PROMPT => Find every line below with the word "counter" in it, and copy each one.

════

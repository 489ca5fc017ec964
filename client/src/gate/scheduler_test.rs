use super::*;

#[test]
fn timeout_millis_passes_ordinary_delays_through() {
    assert_eq!(timeout_millis(Duration::from_millis(1500)), 1500);
    assert_eq!(timeout_millis(Duration::ZERO), 0);
}

#[test]
fn timeout_millis_caps_at_browser_timer_limit() {
    let max = u32::try_from(i32::MAX).unwrap();
    assert_eq!(timeout_millis(Duration::from_millis(u64::from(max))), max);
    assert_eq!(timeout_millis(Duration::from_millis(u64::from(max) + 1)), max);
    assert_eq!(timeout_millis(Duration::from_secs(u64::MAX)), max);
}

#[test]
fn inert_scheduler_never_runs_the_callback() {
    let ran = std::rc::Rc::new(std::cell::Cell::new(false));
    let flag = ran.clone();
    InertScheduler.schedule(Duration::ZERO, Box::new(move || flag.set(true)));
    assert!(!ran.get());
}

#[test]
fn shared_scheduler_forwards_and_cancels_on_drop() {
    use crate::gate::testing::ManualScheduler;
    use std::cell::Cell;
    use std::rc::Rc;

    let clock = ManualScheduler::default();
    let shared = SharedScheduler::new(clock.clone());
    let fired = Rc::new(Cell::new(0));

    let counter = fired.clone();
    let kept = shared.schedule(Duration::from_millis(100), Box::new(move || counter.set(counter.get() + 1)));
    let counter = fired.clone();
    let dropped = shared.schedule(Duration::from_millis(100), Box::new(move || counter.set(counter.get() + 10)));
    assert_eq!(clock.pending(), 2);

    drop(dropped);
    clock.advance_ms(100);
    assert_eq!(fired.get(), 1);
    drop(kept);
}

════

OUTPUT OF THE TASK =>
    let counter = fired.clone();
    let kept = shared.schedule(Duration::from_millis(100), Box::new(move || counter.set(counter.get() + 1)));
    let counter = fired.clone();
    let dropped = shared.schedule(Duration::from_millis(100), Box::new(move || counter.set(counter.get() + 10)));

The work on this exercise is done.